A Supreme Court decision over a church playground could have far-reaching implications in the religious freedom of all people, and in the separation of church and state.
Monday, June 26, the nine justices ended their term by siding with a Missouri church that was refused taxpayer money to rehab its playground, ruling that efforts to keep church and state separate go too far, writing that "denying a generally available benefit solely on account of religious identity imposes a penalty on the free exercise of religion."
The court cited the First Amendment in its 7-2 decision, indicating that excluding churches from state programs for which other charitable groups are eligible violates the Constitution. Missouri decided not to fund improvements to a church's playground, based on the law separating church and state. According to the Washington Post, Missouri's state constitution, like those in about three dozen states, prohibits government from spending public money on "any church, sect, or denomination of religion."
"The United Church of Christ supports religious freedom for all; that freedom is jeopardized by the Court's decision commanding the state of Missouri to fund improvements to a house of worship, compromising the independence of religion from the state," said UCC president, the Rev. John C.Dorhauer. "This is a step backward for religious freedom in the U.S."

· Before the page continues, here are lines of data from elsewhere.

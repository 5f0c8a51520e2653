pub mod decision;
pub mod review_ctx;
pub mod review_flow;

pub use decision::{DecisionEngine, PipelineState};
pub use review_ctx::PrCtx;
pub use review_flow::{PrReport, ReviewFlow};
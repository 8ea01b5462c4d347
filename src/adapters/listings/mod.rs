//! Listing gateway adapters.

mod mock;

pub use mock::MockListingGateway;
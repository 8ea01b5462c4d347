//! Listing gateway port: catalog reads, saved listings, and applications.

use async_trait::async_trait;
use thiserror::Error;

use crate::domain::foundation::{ApplicationId, ListingId, UserId};
use crate::domain::listings::{Application, ApplicationStatus, Listing, ListingFilters};

/// Errors surfaced by the listing backend.
#[derive(Debug, Clone, PartialEq, Eq, Error)]
pub enum ListingError {
    /// No listing exists with the requested id.
    #[error("Listing not found")]
    ListingNotFound,

    /// No application exists with the requested id.
    #[error("Application not found")]
    ApplicationNotFound,

    /// The backend rejected the request (e.g. duplicate application).
    #[error("Request rejected: {0}")]
    Rejected(String),

    /// Network or backend failure.
    #[error("Listing service unreachable: {0}")]
    Transport(String),
}

impl ListingError {
    /// Creates a transport error with a message.
    pub fn transport(message: impl Into<String>) -> Self {
        Self::Transport(message.into())
    }

    /// Creates a rejection with a reason.
    pub fn rejected(reason: impl Into<String>) -> Self {
        Self::Rejected(reason.into())
    }

    /// Returns true if this error may succeed on retry.
    pub fn is_transient(&self) -> bool {
        matches!(self, ListingError::Transport(_))
    }
}

/// Port for the managed listing backend.
///
/// # Contract
///
/// Implementations must:
/// - Return listings already filtered by the given criteria and ordered
///   newest first
/// - Return `ListingNotFound` / `ApplicationNotFound` for missing rows
/// - Return `Transport` for transient backend failures
#[async_trait]
pub trait ListingGateway: Send + Sync {
    /// Fetches listings matching the filters, newest first.
    async fn list_listings(&self, filters: &ListingFilters) -> Result<Vec<Listing>, ListingError>;

    /// Fetches a single listing by id.
    async fn get_listing(&self, id: &ListingId) -> Result<Listing, ListingError>;

    /// Submits an application for a listing on behalf of a student.
    async fn submit_application(
        &self,
        listing_id: &ListingId,
        student_id: &UserId,
    ) -> Result<Application, ListingError>;

    /// Fetches the listings a user has saved.
    async fn saved_listings(&self, user_id: &UserId) -> Result<Vec<Listing>, ListingError>;

    /// Saves or unsaves a listing for a user. Idempotent on both sides.
    async fn set_saved(
        &self,
        listing_id: &ListingId,
        user_id: &UserId,
        saved: bool,
    ) -> Result<(), ListingError>;

    /// Fetches a user's applications, newest first.
    async fn applications_for(&self, user_id: &UserId) -> Result<Vec<Application>, ListingError>;

    /// Moves an application to a new review status.
    async fn update_application_status(
        &self,
        id: &ApplicationId,
        status: ApplicationStatus,
    ) -> Result<Application, ListingError>;

    /// Withdraws (removes) an application.
    async fn withdraw_application(&self, id: &ApplicationId) -> Result<(), ListingError>;
}

#[cfg(test)]
mod tests {
    use super::*;

    #[test]
    fn listing_gateway_trait_is_object_safe_and_send_sync() {
        fn _assert_trait_object(_: &dyn ListingGateway) {}
        fn _assert_arc_send_sync<T: Send + Sync + ?Sized>() {}
        _assert_arc_send_sync::<std::sync::Arc<dyn ListingGateway>>();
    }

    #[test]
    fn only_transport_errors_are_transient() {
        assert!(ListingError::transport("timeout").is_transient());
        assert!(!ListingError::ListingNotFound.is_transient());
        assert!(!ListingError::rejected("duplicate").is_transient());
    }

    #[test]
    fn errors_display_readable_messages() {
        assert_eq!(format!("{}", ListingError::ListingNotFound), "Listing not found");
        assert_eq!(
            format!("{}", ListingError::transport("dns failure")),
            "Listing service unreachable: dns failure"
        );
    }
}
//! Timestamp value object for immutable points in time.

use chrono::{DateTime, Duration, Utc};
use serde::{Deserialize, Serialize};

/// Immutable point in time, always UTC.
#[derive(Debug, Clone, Copy, PartialEq, Eq, PartialOrd, Ord, Serialize, Deserialize)]
#[serde(transparent)]
pub struct Timestamp(DateTime<Utc>);

impl Timestamp {
    /// Creates a timestamp for the current moment.
    pub fn now() -> Self {
        Self(Utc::now())
    }

    /// Creates a timestamp from a DateTime<Utc>.
    pub fn from_datetime(dt: DateTime<Utc>) -> Self {
        Self(dt)
    }

    /// Returns the inner DateTime.
    pub fn as_datetime(&self) -> &DateTime<Utc> {
        &self.0
    }

    /// Checks if this timestamp is before another.
    pub fn is_before(&self, other: &Timestamp) -> bool {
        self.0 < other.0
    }

    /// Checks if this timestamp is after another.
    pub fn is_after(&self, other: &Timestamp) -> bool {
        self.0 > other.0
    }

    /// Creates a new timestamp by subtracting the specified number of days.
    pub fn minus_days(&self, days: i64) -> Self {
        Self(self.0 - Duration::days(days))
    }

    /// Creates a new timestamp by adding the specified number of days.
    pub fn plus_days(&self, days: i64) -> Self {
        Self(self.0 + Duration::days(days))
    }
}
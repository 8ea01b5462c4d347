//! Deployment environment

use serde::Deserialize;

/// Application environment
#[derive(Debug, Clone, Deserialize, PartialEq, Eq, Default)]
#[serde(rename_all = "lowercase")]
pub enum Environment {
    #[default]
    Development,
    Staging,
    Production,
}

The UCC and the Baptist Joint Committee for Religious Liberty joined an amicus brief that supported the state of Missouri. Church leaders see this opinion as a shift in the Court, which, with this decision, is treating religious freedom as discrimination.
"Religion and the state both have strong non-establishment interests. A church is fundamentally religious," said Heather Kimmel, UCC general counsel. "The Court's decision to require that the state fund improvements to the church is contrary to precedent recognizing that religious liberty supporters, including predecessor denominations of the UCC, fought and won the right to be free from taxpayer-supported religion."